■ YOUR GOAL
For the entries below, state how many lines include the string "HardforkActivation", and write nothing besides that number.

■ THE DATA
--- START ---
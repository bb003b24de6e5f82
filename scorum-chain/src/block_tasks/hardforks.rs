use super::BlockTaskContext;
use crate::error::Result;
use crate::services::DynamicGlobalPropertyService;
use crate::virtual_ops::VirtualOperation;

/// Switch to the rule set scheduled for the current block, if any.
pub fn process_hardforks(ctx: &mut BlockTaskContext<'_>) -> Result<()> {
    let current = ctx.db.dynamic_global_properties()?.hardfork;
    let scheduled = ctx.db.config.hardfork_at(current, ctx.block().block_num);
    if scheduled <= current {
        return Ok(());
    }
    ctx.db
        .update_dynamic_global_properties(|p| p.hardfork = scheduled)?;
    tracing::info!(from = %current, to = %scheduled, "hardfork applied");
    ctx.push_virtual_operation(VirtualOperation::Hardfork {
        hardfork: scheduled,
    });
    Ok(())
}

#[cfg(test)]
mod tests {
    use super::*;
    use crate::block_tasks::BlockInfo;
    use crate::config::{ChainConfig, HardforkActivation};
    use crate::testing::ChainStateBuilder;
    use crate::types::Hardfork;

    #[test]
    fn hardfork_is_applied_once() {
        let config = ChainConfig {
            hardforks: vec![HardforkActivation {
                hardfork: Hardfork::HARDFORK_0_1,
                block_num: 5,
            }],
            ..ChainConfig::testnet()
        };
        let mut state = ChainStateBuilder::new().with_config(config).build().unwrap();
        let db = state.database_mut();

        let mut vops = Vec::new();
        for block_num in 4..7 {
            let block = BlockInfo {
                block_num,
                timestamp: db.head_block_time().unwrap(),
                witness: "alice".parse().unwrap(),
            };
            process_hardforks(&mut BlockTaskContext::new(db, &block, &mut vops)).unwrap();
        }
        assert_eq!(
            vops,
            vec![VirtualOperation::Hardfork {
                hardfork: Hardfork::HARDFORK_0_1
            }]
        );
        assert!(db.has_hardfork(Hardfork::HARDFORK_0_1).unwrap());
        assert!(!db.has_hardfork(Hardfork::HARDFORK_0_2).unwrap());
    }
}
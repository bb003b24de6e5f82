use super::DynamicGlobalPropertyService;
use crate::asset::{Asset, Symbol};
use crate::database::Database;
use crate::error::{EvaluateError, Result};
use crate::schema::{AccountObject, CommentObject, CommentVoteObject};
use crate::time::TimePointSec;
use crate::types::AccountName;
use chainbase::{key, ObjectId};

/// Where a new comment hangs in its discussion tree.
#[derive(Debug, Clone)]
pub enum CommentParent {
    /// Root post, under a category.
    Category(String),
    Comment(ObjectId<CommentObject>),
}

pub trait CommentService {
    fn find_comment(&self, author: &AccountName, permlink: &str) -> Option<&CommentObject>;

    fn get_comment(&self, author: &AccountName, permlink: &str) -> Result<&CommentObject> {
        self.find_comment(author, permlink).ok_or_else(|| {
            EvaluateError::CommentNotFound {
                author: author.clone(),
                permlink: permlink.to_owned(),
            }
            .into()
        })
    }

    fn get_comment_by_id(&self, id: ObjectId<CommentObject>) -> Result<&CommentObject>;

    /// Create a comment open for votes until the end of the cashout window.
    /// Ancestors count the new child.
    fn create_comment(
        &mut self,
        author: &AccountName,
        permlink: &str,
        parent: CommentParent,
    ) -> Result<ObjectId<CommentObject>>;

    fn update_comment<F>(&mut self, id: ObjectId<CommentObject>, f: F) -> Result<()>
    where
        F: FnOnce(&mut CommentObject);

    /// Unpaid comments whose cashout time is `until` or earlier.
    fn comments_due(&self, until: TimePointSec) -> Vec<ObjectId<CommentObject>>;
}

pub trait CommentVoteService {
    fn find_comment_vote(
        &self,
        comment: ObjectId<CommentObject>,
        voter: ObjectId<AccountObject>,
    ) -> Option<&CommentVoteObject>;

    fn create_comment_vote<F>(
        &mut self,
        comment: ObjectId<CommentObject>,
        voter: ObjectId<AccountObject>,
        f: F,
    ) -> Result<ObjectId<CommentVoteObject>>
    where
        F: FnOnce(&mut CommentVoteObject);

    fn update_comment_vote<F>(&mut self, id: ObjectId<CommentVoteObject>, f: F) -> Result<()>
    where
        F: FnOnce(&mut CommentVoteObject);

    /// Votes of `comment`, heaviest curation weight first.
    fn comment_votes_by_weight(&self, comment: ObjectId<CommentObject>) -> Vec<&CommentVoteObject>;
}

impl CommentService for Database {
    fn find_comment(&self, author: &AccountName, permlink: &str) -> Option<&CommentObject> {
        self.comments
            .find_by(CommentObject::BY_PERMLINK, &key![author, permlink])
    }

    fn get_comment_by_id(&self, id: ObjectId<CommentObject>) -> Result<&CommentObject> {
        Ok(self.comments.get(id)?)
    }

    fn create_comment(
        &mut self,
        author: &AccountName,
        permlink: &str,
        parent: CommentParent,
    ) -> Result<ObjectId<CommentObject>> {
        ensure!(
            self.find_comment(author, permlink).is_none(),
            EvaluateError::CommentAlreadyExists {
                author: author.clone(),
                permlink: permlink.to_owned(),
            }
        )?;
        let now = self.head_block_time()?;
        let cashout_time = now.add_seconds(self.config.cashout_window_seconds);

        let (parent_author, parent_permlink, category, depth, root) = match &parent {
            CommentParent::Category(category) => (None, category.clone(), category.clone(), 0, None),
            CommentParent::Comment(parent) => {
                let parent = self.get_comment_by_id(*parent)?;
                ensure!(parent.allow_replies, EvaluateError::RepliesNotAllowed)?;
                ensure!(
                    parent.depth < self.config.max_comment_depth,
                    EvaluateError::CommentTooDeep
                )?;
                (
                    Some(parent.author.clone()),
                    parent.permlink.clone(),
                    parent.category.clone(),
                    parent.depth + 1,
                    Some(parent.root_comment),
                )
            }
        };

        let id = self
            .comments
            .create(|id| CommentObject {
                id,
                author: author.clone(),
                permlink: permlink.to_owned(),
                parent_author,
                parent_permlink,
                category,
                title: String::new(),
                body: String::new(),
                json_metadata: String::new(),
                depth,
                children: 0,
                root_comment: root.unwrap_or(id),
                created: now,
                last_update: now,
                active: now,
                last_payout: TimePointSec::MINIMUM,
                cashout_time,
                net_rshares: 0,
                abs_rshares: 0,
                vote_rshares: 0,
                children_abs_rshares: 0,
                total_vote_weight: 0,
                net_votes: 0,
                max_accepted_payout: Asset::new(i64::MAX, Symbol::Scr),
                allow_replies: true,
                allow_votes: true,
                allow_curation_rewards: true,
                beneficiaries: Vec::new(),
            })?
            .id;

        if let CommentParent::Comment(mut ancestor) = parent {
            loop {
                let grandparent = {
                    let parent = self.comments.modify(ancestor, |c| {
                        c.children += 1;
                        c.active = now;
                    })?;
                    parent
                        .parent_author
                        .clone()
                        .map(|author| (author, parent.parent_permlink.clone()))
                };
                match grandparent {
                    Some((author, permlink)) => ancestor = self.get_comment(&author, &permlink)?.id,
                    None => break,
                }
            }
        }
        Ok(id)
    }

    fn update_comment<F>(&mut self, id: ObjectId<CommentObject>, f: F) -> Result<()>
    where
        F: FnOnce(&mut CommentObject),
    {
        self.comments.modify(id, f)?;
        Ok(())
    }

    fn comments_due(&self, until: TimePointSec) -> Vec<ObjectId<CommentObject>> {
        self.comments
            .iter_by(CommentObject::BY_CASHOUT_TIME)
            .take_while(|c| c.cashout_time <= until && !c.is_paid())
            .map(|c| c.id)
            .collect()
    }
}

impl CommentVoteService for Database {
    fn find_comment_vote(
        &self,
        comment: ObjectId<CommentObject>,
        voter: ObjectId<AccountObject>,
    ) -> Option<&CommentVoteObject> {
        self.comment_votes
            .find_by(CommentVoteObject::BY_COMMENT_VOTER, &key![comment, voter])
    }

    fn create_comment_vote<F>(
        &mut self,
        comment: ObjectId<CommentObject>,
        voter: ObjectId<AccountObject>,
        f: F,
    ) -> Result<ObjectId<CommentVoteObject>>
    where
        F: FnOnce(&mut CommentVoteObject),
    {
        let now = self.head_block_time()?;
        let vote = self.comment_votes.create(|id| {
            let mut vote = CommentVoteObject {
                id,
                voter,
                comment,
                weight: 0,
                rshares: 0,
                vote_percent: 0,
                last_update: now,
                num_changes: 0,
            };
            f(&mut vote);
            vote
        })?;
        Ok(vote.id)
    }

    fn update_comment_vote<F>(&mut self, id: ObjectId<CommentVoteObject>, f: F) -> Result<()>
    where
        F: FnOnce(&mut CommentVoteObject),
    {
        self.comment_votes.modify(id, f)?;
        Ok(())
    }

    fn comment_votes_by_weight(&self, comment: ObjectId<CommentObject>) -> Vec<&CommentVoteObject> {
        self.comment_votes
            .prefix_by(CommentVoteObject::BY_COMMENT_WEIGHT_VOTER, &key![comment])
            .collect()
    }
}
--- END ---
■ WRITTEN RESPONSE
2